The prions are approximately 120 amino acids in length and are the only protein thought to be
infectious in the central nervous system or otherwise. The prions do not have any nucleic acid but are
associated with wild type genes within the human, yeast, and and mammalian genomes.
The epidemiologists have shown that organophosphate pesticides predispose to ALS in human studies
involving Veterans and non-veterans. The epidemiology of ALS is characterized by redox gene
imbalances and and oxidant stresses both leading to abnormal prolonged oxidant stress. Lead and other
heavy metals can be chronic exposures leading to free radical damages which lead to other gene
abnormalities. These gene changes in turn cause further abnormal prion gene expression or oxidant
stress mitochondrial and or cellular membrane damage.
Electrophysiology has shown that abnormal cortical excitability occurs in sporadic but not homozygous
SOD1 mutants. Most of these studies have used transcranial magnetic stimulation to excite or
depolarize the cerebral motor cortex. The Nardone et al group showed that as ALS progresses the
cortical responses become more abnormal and diminish in responsivity. The hyperexcitability seen in
animal models is also observed in humans, where disease progression indicates worsening function.
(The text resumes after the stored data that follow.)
//! Manifest language and evaluator
//!
//! The manifest DSL declares items (named, tagged things) and item-sets
//! (expressions over the implicit per-tag sets), optionally scoped under
//! contexts that attach extra semantics via context handlers.

pub mod ast;
pub mod item;
pub mod parser;
pub mod walker;

pub use item::{CacheConfig, Item, ItemSet, Retention, SharedItem, Tags};
pub use walker::{ContextFrame, WalkOutput, Walker};
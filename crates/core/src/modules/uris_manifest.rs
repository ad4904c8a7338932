//! URIs-manifest module
//!
//! Registers the local/remote URI context modules with the manifest module.

use crate::context::{uris, ContextHandler};
use crate::errors::Result;
use crate::modules::manifest::ManifestModule;
use crate::orchestrator::{Module, ModuleContext};
use std::any::Any;

#[derive(Default)]
pub struct UrisManifestModule;

impl UrisManifestModule {
    pub fn new() -> Self {
        Self
    }
}

impl Module for UrisManifestModule {
    fn name(&self) -> &'static str {
        "uris-manifest"
    }

    fn dependencies(&self) -> Vec<&'static str> {
        vec!["manifest"]
    }

    fn configure(&mut self, ctx: &ModuleContext) -> Result<()> {
        ctx.with_module::<ManifestModule, _>("manifest", |manifest| {
            manifest.add_context_module(|| {
                Box::new(uris::UrisLocal::default()) as Box<dyn ContextHandler>
            })?;
            manifest.add_context_module(|| Box::new(uris::UrisRemote::default()) as _)?;
            Ok(())
        })
    }

    fn as_any(&self) -> &dyn Any {
        self
    }

    fn as_any_mut(&mut self) -> &mut dyn Any {
        self
    }
}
There does not appear to be epileptic seizures associated with this hyperexcitability.
References: (to follow)
Limviphuvadh V, Tanaka S, Goto S, Ueda K, & M Kanehisa (2007) “Systems Biology, the Commanlity of
Protein Interaction Networks Determined in Neurodegenerative Disorders (NDDs)” Bioinformatics 23,
2129-2138.
Nardone R, Buffone E, Florio I, & F Tezzon (2005) Changes in Motor Cortex Excitability during Muscle
Fatigue in Amyotrophic Lateral Sclerosis” J Neurology, Neurosurgery, & Psychiatry 76: 429-431.
Schmidt S. et al. (2008) “Genes and Environmental Exposures in Veterans with Amyotrophic Lateral
Sclerosis : The GENEVA Study” Methods in Neuroepidemiology 30: 191-204.
Turner MR, et al. (2005) “Abnormal Cortical Excitability in Sporadic but not Homozygous D90A SOD1
ALS” J Neurology, Neurosurgery, & Psychiatry 76, 1279-1285.
Vucic S, & MC Kiernan (2006) “Novel Threshold Tracking Techniques Suggest that Cortical
Hyperexcitability in an Early Feature of Motor Neuron Disease” Brain 129, 2436-2446.